- Born: François Jean Baptiste Marie Colruyt 14 December 1901 Lembeek, Belgium
- Died: 4 November 1958 (aged 56) Halle, Belgium
- Occupation: Businessman;
- Known for: Founder of Colruyt
- Spouse: Adeline Moens ​(m. 1927)​
- Children: Jo Colruyt
- Relatives: Jef Colruyt (grandson);

= Franz Colruyt =

Belgian businessman (1901–1958)

François Jean Baptiste Marie "Franz" Colruyt (14 December 1901 – 4 November 1958) was a Belgian businessman. He is known as the founder of the Colruyt family business. Under his leadership, a business in colonial goods evolved into a wholesale business in dry food.

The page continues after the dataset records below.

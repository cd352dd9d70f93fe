// File: crates/metafade-core/src/png.rs

use crate::{Container, Error, Result};
use log::debug;
use std::io::Cursor;
use std::ops::Range;

/// The 8-byte signature every PNG starts with.
pub const SIGNATURE: [u8; 8] = [137, 80, 78, 71, 13, 10, 26, 10];

const EXIF_CHUNK: [u8; 4] = *b"eXIf";
const HEADER_CHUNK: [u8; 4] = *b"IHDR";
const DATA_CHUNK: [u8; 4] = *b"IDAT";
const END_CHUNK: [u8; 4] = *b"IEND";
const TEXT_CHUNKS: &[[u8; 4]] = &[*b"tEXt", *b"zTXt", *b"iTXt"];

/// Some writers keep the JPEG APP1 prefix inside eXIf.
const EXIF_HEADER: &[u8; 6] = b"Exif\0\0";

struct Chunk<'a> {
    kind: [u8; 4],
    data: &'a [u8],
    /// The whole chunk: length, type, data and CRC.
    span: Range<usize>,
}

/// Walks the chunk list: length (4) | type (4) | data | crc (4).
fn chunks(bytes: &[u8]) -> Vec<Chunk<'_>> {
    let mut chunks = Vec::new();
    let mut offset = SIGNATURE.len();
    while offset + 12 <= bytes.len() {
        let mut length = [0u8; 4];
        length.copy_from_slice(&bytes[offset..offset + 4]);
        let length = u32::from_be_bytes(length) as usize;

        let mut kind = [0u8; 4];
        kind.copy_from_slice(&bytes[offset + 4..offset + 8]);

        let data_start = offset + 8;
        let data_end = data_start.saturating_add(length);
        if data_end.saturating_add(4) > bytes.len() {
            debug!("Truncated PNG chunk at offset {}", offset);
            break;
        }

        chunks.push(Chunk {
            kind,
            data: &bytes[data_start..data_end],
            span: offset..data_end + 4,
        });
        if kind == END_CHUNK {
            break;
        }
        offset = data_end + 4;
    }
    chunks
}

/// Serializes a single chunk, CRC included, through the png encoder.
fn encode_chunk(kind: [u8; 4], data: &[u8]) -> Result<Vec<u8>> {
    let mut scratch = Vec::new();
    {
        let encoder = ::png::Encoder::new(&mut scratch, 1, 1);
        let mut writer = encoder
            .write_header()
            .map_err(|e| Error::Parsing(e.to_string()))?;
        writer
            .write_chunk(::png::chunk::ChunkType(kind), data)
            .map_err(|e| Error::Parsing(e.to_string()))?;
    }
    let span = chunks(&scratch)
        .into_iter()
        .find(|chunk| chunk.kind == kind)
        .map(|chunk| chunk.span)
        .ok_or_else(|| Error::Parsing("PNG encoder did not emit the chunk".to_string()))?;
    Ok(scratch[span].to_vec())
}

/// A Container implementation for PNG files.
#[derive(Debug, Clone)]
pub struct PngContainer {
    file_bytes: Vec<u8>,
}

impl Container for PngContainer {
    fn new(file_bytes: Vec<u8>) -> Result<Self> {
        // The png::Decoder will fail if it's not a valid PNG, which is a robust check.
        let decoder = ::png::Decoder::new(Cursor::new(&file_bytes));
        if decoder.read_info().is_err() {
            return Err(Error::UnsupportedFileType(
                "Not a valid PNG file.".to_string(),
            ));
        }
        Ok(Self { file_bytes })
    }

    fn exif_payload(&self) -> Option<&[u8]> {
        let chunk = chunks(&self.file_bytes)
            .into_iter()
            .find(|chunk| chunk.kind == EXIF_CHUNK)?;
        Some(chunk.data.strip_prefix(EXIF_HEADER).unwrap_or(chunk.data))
    }

    fn frame_dimensions(&self) -> Option<(u32, u32)> {
        let header = chunks(&self.file_bytes)
            .into_iter()
            .find(|chunk| chunk.kind == HEADER_CHUNK)?;
        let data = header.data;
        if data.len() < 8 {
            return None;
        }
        let width = u32::from_be_bytes([data[0], data[1], data[2], data[3]]);
        let height = u32::from_be_bytes([data[4], data[5], data[6], data[7]]);
        Some((width, height))
    }

    /// Copies every chunk byte for byte except eXIf and the text chunks.
    /// The new eXIf goes right before the first IDAT.
    fn with_exif(&self, payload: Option<&[u8]>) -> Result<Vec<u8>> {
        let chunks = chunks(&self.file_bytes);
        if chunks.last().map(|chunk| chunk.kind) != Some(END_CHUNK) {
            return Err(Error::Parsing("PNG chunk list is truncated".to_string()));
        }

        let mut exif_chunk = payload
            .map(|payload| encode_chunk(EXIF_CHUNK, payload))
            .transpose()?;

        let mut cleaned_bytes = Vec::with_capacity(self.file_bytes.len());
        cleaned_bytes.extend_from_slice(&SIGNATURE);
        for chunk in &chunks {
            if chunk.kind == EXIF_CHUNK || TEXT_CHUNKS.contains(&chunk.kind) {
                debug!("Dropping {} chunk", String::from_utf8_lossy(&chunk.kind));
                continue;
            }
            if chunk.kind == DATA_CHUNK || chunk.kind == END_CHUNK {
                if let Some(exif_chunk) = exif_chunk.take() {
                    cleaned_bytes.extend_from_slice(&exif_chunk);
                }
            }
            cleaned_bytes.extend_from_slice(&self.file_bytes[chunk.span.clone()]);
        }
        Ok(cleaned_bytes)
    }
}
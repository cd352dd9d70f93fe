// File: crates/metafade-core/src/state.rs

//! Application state and the reducer that drives it.
//!
//! All state lives in [`AppState`] and changes only through
//! [`AppState::update`]. Effects (picking, scrubbing) are returned as
//! [`Command`]s for the runtime to execute, and their results come back in
//! as events.

use crate::handle::ImageHandle;
use crate::picker::{PickMode, PickOutcome, PickRequest};
use crate::scrubber::ScrubReport;
use log::{debug, warn};
use serde::{Deserialize, Serialize};

/// One image in the current selection, with its view state.
#[derive(Debug, Clone, PartialEq, Eq, Serialize, Deserialize)]
pub struct SelectedImage {
    pub handle: ImageHandle,
    pub metadata_expanded: bool,
    /// Why the last scrub of this image failed.
    pub last_error: Option<String>,
}

impl SelectedImage {
    fn new(handle: ImageHandle, metadata_expanded: bool) -> Self {
        Self {
            handle,
            metadata_expanded,
            last_error: None,
        }
    }
}

#[derive(Debug, Clone, Default, PartialEq, Eq, Serialize, Deserialize)]
pub enum Selection {
    #[default]
    None,
    Single(SelectedImage),
    Multiple(Vec<SelectedImage>),
}

#[derive(Debug, Clone, Default, PartialEq, Eq, Serialize, Deserialize)]
pub struct AppState {
    pub selection: Selection,
}

/// The result of scrubbing one image, as fed back to the reducer.
#[derive(Debug, Clone, PartialEq, Eq, Serialize, Deserialize)]
pub struct ScrubOutcome {
    pub handle: ImageHandle,
    pub cleared: usize,
    pub error: Option<String>,
}

impl ScrubOutcome {
    pub fn from_result(handle: ImageHandle, result: &crate::Result<ScrubReport>) -> Self {
        match result {
            Ok(report) => Self {
                handle,
                cleared: report.metadata_removed.len(),
                error: None,
            },
            Err(e) => Self {
                handle,
                cleared: 0,
                error: Some(e.to_string()),
            },
        }
    }

    pub fn succeeded(&self) -> bool {
        self.error.is_none()
    }
}

#[derive(Debug, Clone, PartialEq, Eq, Serialize, Deserialize)]
pub enum Event {
    RequestPick(PickMode),
    PickerResolved(PickOutcome),
    /// Index into the current selection.
    ToggleMetadata(usize),
    Clear,
    Proceed,
    ScrubFinished(Vec<ScrubOutcome>),
}

#[derive(Debug, Clone, PartialEq, Eq, Serialize, Deserialize)]
pub enum Command {
    Pick(PickRequest),
    Scrub(Vec<ImageHandle>),
}

impl AppState {
    pub fn update(&mut self, event: Event) -> Option<Command> {
        debug!("Handling {:?}", event);
        match event {
            Event::RequestPick(mode) => Some(Command::Pick(PickRequest::images(mode))),
            Event::PickerResolved(outcome) => {
                self.resolve_pick(outcome);
                None
            }
            Event::ToggleMetadata(index) => {
                if let Some(item) = self.items_mut().get_mut(index) {
                    item.metadata_expanded = !item.metadata_expanded;
                }
                None
            }
            Event::Clear => {
                self.selection = Selection::None;
                None
            }
            Event::Proceed => {
                let handles: Vec<_> = self.items().iter().map(|item| item.handle.clone()).collect();
                if handles.is_empty() {
                    None
                } else {
                    Some(Command::Scrub(handles))
                }
            }
            Event::ScrubFinished(outcomes) => {
                self.finish_scrub(outcomes);
                None
            }
        }
    }

    fn resolve_pick(&mut self, outcome: PickOutcome) {
        self.selection = match outcome {
            PickOutcome::Cancelled => return,
            PickOutcome::Single(handle) => Selection::Single(SelectedImage::new(handle, true)),
            PickOutcome::Multiple(handles) if handles.is_empty() => return,
            PickOutcome::Multiple(handles) => Selection::Multiple(
                handles
                    .into_iter()
                    .map(|handle| SelectedImage::new(handle, false))
                    .collect(),
            ),
        };
    }

    /// Drops the items that were scrubbed and records errors on the rest.
    fn finish_scrub(&mut self, outcomes: Vec<ScrubOutcome>) {
        let error_for = |handle: &ImageHandle| {
            outcomes
                .iter()
                .find(|outcome| &outcome.handle == handle)
                .map(|outcome| outcome.error.clone())
        };

        let mut remaining: Vec<SelectedImage> = Vec::new();
        for mut item in self.items().to_vec() {
            match error_for(&item.handle) {
                Some(None) => continue,
                Some(Some(error)) => {
                    warn!("{} stays selected: {}", item.handle.label(), error);
                    item.last_error = Some(error);
                }
                None => {}
            }
            remaining.push(item);
        }

        let was_single = matches!(self.selection, Selection::Single(_));
        self.selection = match remaining.pop() {
            None => Selection::None,
            Some(item) if was_single => Selection::Single(item),
            Some(item) => {
                remaining.push(item);
                Selection::Multiple(remaining)
            }
        };
    }

    pub fn items(&self) -> &[SelectedImage] {
        match &self.selection {
            Selection::None => &[],
            Selection::Single(item) => std::slice::from_ref(item),
            Selection::Multiple(items) => items,
        }
    }

    fn items_mut(&mut self) -> &mut [SelectedImage] {
        match &mut self.selection {
            Selection::None => &mut [],
            Selection::Single(item) => std::slice::from_mut(item),
            Selection::Multiple(items) => items,
        }
    }

    pub fn expanded_flags(&self) -> Vec<bool> {
        self.items().iter().map(|item| item.metadata_expanded).collect()
    }
}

==Early and personal life==

Franz Colruyt was the second son in a family of 11 children. His father Joseph was a baker and had a store under the church tower of Lembeek, a borough of Halle.

Colruyt married Adeline Moens in 1927, and their son Jo was born in 1928.

==Career==
Franz Colruyt started working with his father and delivered food to stores and large consumers. In 1928, Franz Colruyt decided to shut down the bakery and start up a wholesale business in colonial goods, such as coffee and spices. Until the war, the wholesale business mainly serves stores around Halle and Tubeke.

After WW2, the business booms and new customers are found in and around Brussels. Franz Colruyt also starts bottling wine and roasting coffee. The family business grows into a food wholesaler.

In 1950, Franz Colruyt founds the "Etablissementen Franz Colruyt nv" with a capital of 5 million francs (€125,000). His brothers Henri and Jules are also part of the business.

In the 1950s, the first mini-supermarkets and supermarkets open in Belgium. As a reaction to this, Franz Colruyt opens the Boni stores. These are run by independent shopkeepers that buy goods from Colruyt.

In 1958, his son Jo Colruyt takes over the company with his brothers. At that time, the company is already delivering to about 800 small independent stores and has about 150 employees.